Present the following data again exactly as it is shown.
▼
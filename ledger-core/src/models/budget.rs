use super::{BudgetId, CurrencyCode, ItemRef, LedgerFailure, ProviderId, money};
use rust_decimal::Decimal;
use serde::{Deserialize, Serialize};
use time::OffsetDateTime;

/// Lifecycle status of a budget.
#[derive(Debug, Clone, Copy, PartialEq, Eq, Serialize, Deserialize)]
#[serde(rename_all = "lowercase")]
pub enum BudgetStatus {
    /// Being drafted, not yet presented.
    Draft,
    /// Presented to the client.
    Sent,
    /// Accepted by the client.
    Approved,
    /// Declined by the client.
    Rejected,
    /// Work delivered and closed out.
    Completed,
    /// Abandoned.
    Cancelled,
}

impl BudgetStatus {
    /// Stable string form used for storage and display.
    pub fn as_str(self) -> &'static str {
        match self {
            BudgetStatus::Draft => "draft",
            BudgetStatus::Sent => "sent",
            BudgetStatus::Approved => "approved",
            BudgetStatus::Rejected => "rejected",
            BudgetStatus::Completed => "completed",
            BudgetStatus::Cancelled => "cancelled",
        }
    }
}

impl std::fmt::Display for BudgetStatus {
    fn fmt(&self, f: &mut std::fmt::Formatter<'_>) -> std::fmt::Result {
        f.write_str(self.as_str())
    }
}

impl std::str::FromStr for BudgetStatus {
    type Err = LedgerFailure;

    fn from_str(s: &str) -> Result<Self, Self::Err> {
        match s {
            "draft" => Ok(BudgetStatus::Draft),
            "sent" => Ok(BudgetStatus::Sent),
            "approved" => Ok(BudgetStatus::Approved),
            "rejected" => Ok(BudgetStatus::Rejected),
            "completed" => Ok(BudgetStatus::Completed),
            "cancelled" => Ok(BudgetStatus::Cancelled),
            other => Err(LedgerFailure::invalid(format!(
                "unknown budget status {other:?}"
            ))),
        }
    }
}

/// One line of a budget: a quantity of a catalog item at a unit price.
///
/// `margin_pct`, `provider` and `provider_cost` come from the referenced
/// item at snapshot time; the margin calculator and provider-dues
/// reconciliation read them from here rather than re-fetching the catalog.
#[derive(Debug, Clone, PartialEq, Eq, Serialize, Deserialize)]
pub struct BudgetLine {
    /// The product or service being quoted.
    pub item: ItemRef,
    /// Human-readable line description.
    pub description: String,
    /// Units quoted (fractional quantities allowed for services).
    pub quantity: Decimal,
    /// Client-facing price per unit.
    pub unit_price: Decimal,
    /// The item's margin percentage, used by the per-item margin policy.
    pub margin_pct: Decimal,
    /// Provider supplying this line, if any.
    pub provider: Option<ProviderId>,
    /// What the provider charges the agency per unit.
    pub provider_cost: Decimal,
}

impl BudgetLine {
    /// Client-facing total for the line: `unit_price × quantity`.
    pub fn line_total(&self) -> Decimal {
        money::round(self.unit_price * self.quantity)
    }

    /// What the agency owes the provider for the line.
    pub fn provider_total(&self) -> Decimal {
        money::round(self.provider_cost * self.quantity)
    }
}

/// A read-only snapshot of a budget, as the ledger engine consumes it.
///
/// Budgets are owned by the surrounding back office; the engine only reads
/// them to compute margins and reconcile payments.
#[derive(Debug, Clone, PartialEq, Eq, Serialize, Deserialize)]
pub struct BudgetSnapshot {
    /// The budget's identifier.
    pub id: BudgetId,
    /// The budget's own currency; every sum in a summary is scoped to it.
    pub currency: CurrencyCode,
    /// Sum of line totals before tax.
    pub subtotal: Decimal,
    /// Tax charged on top of the subtotal.
    pub tax_amount: Decimal,
    /// Subtotal plus tax.
    pub total: Decimal,
    /// Lifecycle status.
    pub status: BudgetStatus,
    /// Selects the global margin policy over the per-item one.
    pub use_global_margin: bool,
    /// Global margin percentage, when the global policy is in use.
    pub global_margin_pct: Option<Decimal>,
    /// Fixed profit override; wins over the percentage when both are set.
    pub global_fixed_profit: Option<Decimal>,
    /// When the budget was created.
    #[serde(with = "time::serde::rfc3339")]
    pub created_at: OffsetDateTime,
    /// The quoted line items.
    pub lines: Vec<BudgetLine>,
}

impl BudgetSnapshot {
    /// Total of all lines: `Σ unit_price × quantity`, rounded.
    pub fn price_total(&self) -> Decimal {
        money::sum(self.lines.iter().map(|line| Some(line.line_total())))
    }
}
▲
◆ Answer to this task:
filename ledger-core/src/models/budget.rs
use super::{BudgetId, CurrencyCode, ItemRef, LedgerFailure, ProviderId, money};
use rust_decimal::Decimal;
use serde::{Deserialize, Serialize};
use time::OffsetDateTime;

/// Lifecycle status of a budget.
#[derive(Debug, Clone, Copy, PartialEq, Eq, Serialize, Deserialize)]
#[serde(rename_all = "lowercase")]
pub enum BudgetStatus {
    /// Being drafted, not yet presented.
    Draft,
    /// Presented to the client.
    Sent,
    /// Accepted by the client.
    Approved,
    /// Declined by the client.
    Rejected,
    /// Work delivered and closed out.
    Completed,
    /// Abandoned.
    Cancelled,
}

impl BudgetStatus {
    /// Stable string form used for storage and display.
    pub fn as_str(self) -> &'static str {
        match self {
            BudgetStatus::Draft => "draft",
            BudgetStatus::Sent => "sent",
            BudgetStatus::Approved => "approved",
            BudgetStatus::Rejected => "rejected",
            BudgetStatus::Completed => "completed",
            BudgetStatus::Cancelled => "cancelled",
        }
    }
}

impl std::fmt::Display for BudgetStatus {
    fn fmt(&self, f: &mut std::fmt::Formatter<'_>) -> std::fmt::Result {
        f.write_str(self.as_str())
    }
}

impl std::str::FromStr for BudgetStatus {
    type Err = LedgerFailure;

    fn from_str(s: &str) -> Result<Self, Self::Err> {
        match s {
            "draft" => Ok(BudgetStatus::Draft),
            "sent" => Ok(BudgetStatus::Sent),
            "approved" => Ok(BudgetStatus::Approved),
            "rejected" => Ok(BudgetStatus::Rejected),
            "completed" => Ok(BudgetStatus::Completed),
            "cancelled" => Ok(BudgetStatus::Cancelled),
            other => Err(LedgerFailure::invalid(format!(
                "unknown budget status {other:?}"
            ))),
        }
    }
}

/// One line of a budget: a quantity of a catalog item at a unit price.
///
/// `margin_pct`, `provider` and `provider_cost` come from the referenced
/// item at snapshot time; the margin calculator and provider-dues
/// reconciliation read them from here rather than re-fetching the catalog.
#[derive(Debug, Clone, PartialEq, Eq, Serialize, Deserialize)]
pub struct BudgetLine {
    /// The product or service being quoted.
    pub item: ItemRef,
    /// Human-readable line description.
    pub description: String,
    /// Units quoted (fractional quantities allowed for services).
    pub quantity: Decimal,
    /// Client-facing price per unit.
    pub unit_price: Decimal,
    /// The item's margin percentage, used by the per-item margin policy.
    pub margin_pct: Decimal,
    /// Provider supplying this line, if any.
    pub provider: Option<ProviderId>,
    /// What the provider charges the agency per unit.
    pub provider_cost: Decimal,
}

impl BudgetLine {
    /// Client-facing total for the line: `unit_price × quantity`.
    pub fn line_total(&self) -> Decimal {
        money::round(self.unit_price * self.quantity)
    }

    /// What the agency owes the provider for the line.
    pub fn provider_total(&self) -> Decimal {
        money::round(self.provider_cost * self.quantity)
    }
}

/// A read-only snapshot of a budget, as the ledger engine consumes it.
///
/// Budgets are owned by the surrounding back office; the engine only reads
/// them to compute margins and reconcile payments.
#[derive(Debug, Clone, PartialEq, Eq, Serialize, Deserialize)]
pub struct BudgetSnapshot {
    /// The budget's identifier.
    pub id: BudgetId,
    /// The budget's own currency; every sum in a summary is scoped to it.
    pub currency: CurrencyCode,
    /// Sum of line totals before tax.
    pub subtotal: Decimal,
    /// Tax charged on top of the subtotal.
    pub tax_amount: Decimal,
    /// Subtotal plus tax.
    pub total: Decimal,
    /// Lifecycle status.
    pub status: BudgetStatus,
    /// Selects the global margin policy over the per-item one.
    pub use_global_margin: bool,
    /// Global margin percentage, when the global policy is in use.
    pub global_margin_pct: Option<Decimal>,
    /// Fixed profit override; wins over the percentage when both are set.
    pub global_fixed_profit: Option<Decimal>,
    /// When the budget was created.
    #[serde(with = "time::serde::rfc3339")]
    pub created_at: OffsetDateTime,
    /// The quoted line items.
    pub lines: Vec<BudgetLine>,
}

impl BudgetSnapshot {
    /// Total of all lines: `Σ unit_price × quantity`, rounded.
    pub fn price_total(&self) -> Decimal {
        money::sum(self.lines.iter().map(|line| Some(line.line_total())))
    }
}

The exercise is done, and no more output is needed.